Venerdi, 22/07/2011 - Ho trovato questo libro sul comodino di mia figlia e, per curiosità, ho cominciato a leggerlo, scoprendo che trattava della mia generazione, quella che negli anni sessanta ha vissuto le prime volte: le mestruazioni, uscire da sola con le amiche e andare alle feste di pomeriggio, indossare la minigonna, guardare la televisione, divertirsi con Carosello, praticare uno sport, le cotte e tutta la sequela dei particolari di una quotidianità italiana. Il racconto è una storia catanese, come dice il sottotitolo, ma la precisione di nomi e cognomi dei familiari, delle amicizie, delle vie, delle piazze e di tutti i luoghi, in cui si ambienta la narrazione, rafforzata da inedite foto d’epoca, localizzando, apre all’intera nazione gli avvenimenti, i comportamenti e gli atteggiamenti, propri di una classe sociale: la borghesia.

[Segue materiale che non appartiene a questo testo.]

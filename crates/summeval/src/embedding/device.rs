use candle_core::Device;
use std::str::FromStr;
use tracing::{debug, info, warn};

use super::error::EmbeddingError;

/// Which compute device the sentence encoder should run on.
#[derive(Debug, Clone, Copy, PartialEq, Eq, Default)]
pub enum DeviceRequest {
    /// First compiled-in GPU backend that initialises, else CPU.
    #[default]
    Auto,
    Cpu,
    Metal,
    Cuda,
}

impl DeviceRequest {
    pub fn as_str(&self) -> &'static str {
        match self {
            DeviceRequest::Auto => "auto",
            DeviceRequest::Cpu => "cpu",
            DeviceRequest::Metal => "metal",
            DeviceRequest::Cuda => "cuda",
        }
    }
}

impl FromStr for DeviceRequest {
    type Err = EmbeddingError;

    fn from_str(s: &str) -> Result<Self, Self::Err> {
        match s.trim().to_ascii_lowercase().as_str() {
            "auto" => Ok(DeviceRequest::Auto),
            "cpu" => Ok(DeviceRequest::Cpu),
            "metal" => Ok(DeviceRequest::Metal),
            "cuda" => Ok(DeviceRequest::Cuda),
            _ => Err(EmbeddingError::InvalidConfig {
                reason: format!("unknown device '{}': expected auto, cpu, metal or cuda", s),
            }),
        }
    }
}

impl std::fmt::Display for DeviceRequest {
    fn fmt(&self, f: &mut std::fmt::Formatter<'_>) -> std::fmt::Result {
        f.write_str(self.as_str())
    }
}

/// Picks the compute device for the sentence encoder.
///
/// `Auto` never fails: GPU errors fall back to CPU. An explicit GPU request
/// fails with [`EmbeddingError::DeviceUnavailable`] when the backend is not
/// compiled in or cannot be initialised.
pub fn select_device(request: DeviceRequest) -> Result<Device, EmbeddingError> {
    match request {
        DeviceRequest::Cpu => Ok(Device::Cpu),
        DeviceRequest::Metal => metal_device(),
        DeviceRequest::Cuda => cuda_device(),
        DeviceRequest::Auto => Ok(auto_device()),
    }
}

fn auto_device() -> Device {
    let mut failures: Vec<String> = Vec::new();

    if cfg!(feature = "metal") {
        match metal_device() {
            Ok(device) => return device,
            Err(e) => failures.push(e.to_string()),
        }
    }

    if cfg!(feature = "cuda") {
        match cuda_device() {
            Ok(device) => return device,
            Err(e) => failures.push(e.to_string()),
        }
    }

    if failures.is_empty() {
        debug!("No GPU backend compiled, using CPU");
    } else {
        warn!(reason = %failures.join("; "), "Falling back to CPU device");
    }

    Device::Cpu
}

fn metal_device() -> Result<Device, EmbeddingError> {
    #[cfg(feature = "metal")]
    let result = Device::new_metal(0)
        .map_err(|e| EmbeddingError::DeviceUnavailable {
            device: DeviceRequest::Metal.to_string(),
            reason: e.to_string(),
        })
        .inspect(|_| info!("Sentence encoder using Metal"));

    #[cfg(not(feature = "metal"))]
    let result = Err(not_compiled(DeviceRequest::Metal));

    result
}

fn cuda_device() -> Result<Device, EmbeddingError> {
    #[cfg(feature = "cuda")]
    let result = Device::new_cuda(0)
        .map_err(|e| EmbeddingError::DeviceUnavailable {
            device: DeviceRequest::Cuda.to_string(),
            reason: e.to_string(),
        })
        .inspect(|_| info!("Sentence encoder using CUDA"));

    #[cfg(not(feature = "cuda"))]
    let result = Err(not_compiled(DeviceRequest::Cuda));

    result
}

#[allow(dead_code)]
fn not_compiled(request: DeviceRequest) -> EmbeddingError {
    info!(device = %request, "GPU backend not compiled in");
    EmbeddingError::DeviceUnavailable {
        device: request.to_string(),
        reason: format!("built without the `{}` feature", request),
    }
}
use thiserror::Error;

use crate::embedding::EmbeddingError;

#[derive(Debug, Error)]
pub enum ScoringError {
    #[error("embedding error: {0}")]
    Embedding(#[from] EmbeddingError),

    #[error("invalid input: {reason}")]
    InvalidInput { reason: String },

    #[error("unknown scoring method '{value}': expected 'embedding' or 'lexical'")]
    UnknownMethod { value: String },

    #[error("number of user summaries ({users}) must match reference summaries ({references})")]
    LengthMismatch { users: usize, references: usize },

    #[error("scoring computation failed: {reason}")]
    ComputationFailed { reason: String },
}

impl ScoringError {
    /// Returns `true` for errors caused by the caller's input rather than the scorer.
    pub fn is_client_error(&self) -> bool {
        matches!(
            self,
            ScoringError::InvalidInput { .. }
                | ScoringError::UnknownMethod { .. }
                | ScoringError::LengthMismatch { .. }
        )
    }
}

Questo libro può essere letto come un attento ed onesto studio di quella componente della società di allora: gli antenati, la formazione culturale, gli interessi, gli acquisti, le aspirazioni delle donne e quelle degli uomini, le professioni, le attività del tempo libero, gli oggetti, la moda e tanto altro ancora. Un racconto scientifico, non un parlare a vanvera, bensì una costruzione logica, dove l’obiettività ha una parte notevole, tanto che non viene in mente di trovarsi di fronte al nostalgico intimismo di un diario o di una confessione. Un trattato di sociologia o d’antropologia?

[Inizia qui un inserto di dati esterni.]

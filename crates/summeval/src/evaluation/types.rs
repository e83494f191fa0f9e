use serde::{Deserialize, Serialize};

use crate::catalog::Video;
use crate::feedback::PerformanceLevel;
use crate::scoring::ScoringMethod;

#[derive(Debug, Clone, PartialEq, Serialize, Deserialize)]
pub struct LengthAnalysis {
    pub user_word_count: usize,
    pub reference_word_count: usize,
    /// `user_word_count / reference_word_count`, 2 decimal places.
    pub length_ratio: f32,
    pub length_feedback: String,
}

#[derive(Debug, Clone, PartialEq, Serialize, Deserialize)]
pub struct DetailedMetrics {
    pub semantic_similarity: f32,
    /// Similarity as a percentage, 1 decimal place.
    pub comprehensiveness_score: f32,
    pub understanding_quality: PerformanceLevel,
}

/// Full evaluation of one user summary against one reference.
#[derive(Debug, Clone, PartialEq, Serialize, Deserialize)]
pub struct EvaluationReport {
    pub similarity_score: f32,
    pub performance_level: PerformanceLevel,
    pub feedback_message: String,
    pub score_percentage: f32,
    pub scoring_method: ScoringMethod,
    pub length_analysis: LengthAnalysis,
    pub detailed_metrics: DetailedMetrics,
    pub recommendations: Vec<String>,
    #[serde(default, skip_serializing_if = "Option::is_none")]
    pub video_context: Option<serde_json::Value>,
    #[serde(default, skip_serializing_if = "Option::is_none")]
    pub comparison_type: Option<String>,
    #[serde(default, skip_serializing_if = "Option::is_none")]
    pub video_title: Option<String>,
    #[serde(default, skip_serializing_if = "Option::is_none")]
    pub video_category: Option<String>,
}

impl EvaluationReport {
    pub fn with_video_context(mut self, context: serde_json::Value) -> Self {
        self.video_context = Some(context);
        self
    }

    pub fn with_comparison_type(mut self, comparison_type: impl Into<String>) -> Self {
        self.comparison_type = Some(comparison_type.into());
        self
    }

    pub fn with_video(mut self, video: &Video) -> Self {
        self.video_title = Some(video.title.clone());
        self.video_category = Some(video.category.clone());
        self
    }
}

/// Score plus the two labels, without length analysis.
#[derive(Debug, Clone, PartialEq, Serialize, Deserialize)]
pub struct ScoreSummary {
    pub similarity_score: f32,
    pub performance_level: PerformanceLevel,
    pub feedback_message: String,
}

#[derive(Debug, Clone, PartialEq, Serialize, Deserialize)]
pub struct BatchReport {
    pub batch_results: Vec<EvaluationReport>,
    pub total_evaluations: usize,
    /// Plain mean of the reported (rounded) scores; `0.0` for an empty batch.
    pub average_score: f32,
}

No. Se l’atteggiamento è scientifico, l’intenzione dell’autrice è dichiarata: ci tiene ad esprimere il suo punto di vista, perché figli e marito, a cui è dedicato il libro, ma anche un’ eventuale futura nipote di nome Cristina, amici, conoscenti e lettori sappiano come la pensa sulla condizione femminile e umana, sugli avvenimenti storici(il boom economico, i figli dei fiori, gli anni di piombo, il femminismo), sull’amicizia, sulla formazione di una bimba di quella generazione e su se stessa( Scrivo per rileggermi, per capirmi…)
L’autrice è un funzionario dell’Amministrazione archivistica del Ministero per i Beni e le Attività Culturali, vicepresidente dell’Associazione “Progetto Donne del Mediterraneo”, ha pubblicato numerosi lavori, relativi alla sua attività professionale e ha partecipato a premi letterari, come si legge nella breve biografia. E’ il profilo di una persona realizzata, di una donna emancipata e di una professionista, che ha saputo farsi valere e che, soprattutto, è riuscita a conciliare gli impegni di lavoro con le responsabilità familiari. L’autrice scrive per chiarire quanto sia costato, a lei come a tutte le donne di quella generazione, che hanno potuto studiare in obbedienza al volere dei genitori e poi lavorare, costruendo una famiglia secondo tradizione. L’autrice narra come abbia saputo e dovuto accettare la realtà, pur nella consapevolezza delle contraddizioni con un suo personale sentire e pensare, repressi. Come voleva la famiglia e la società.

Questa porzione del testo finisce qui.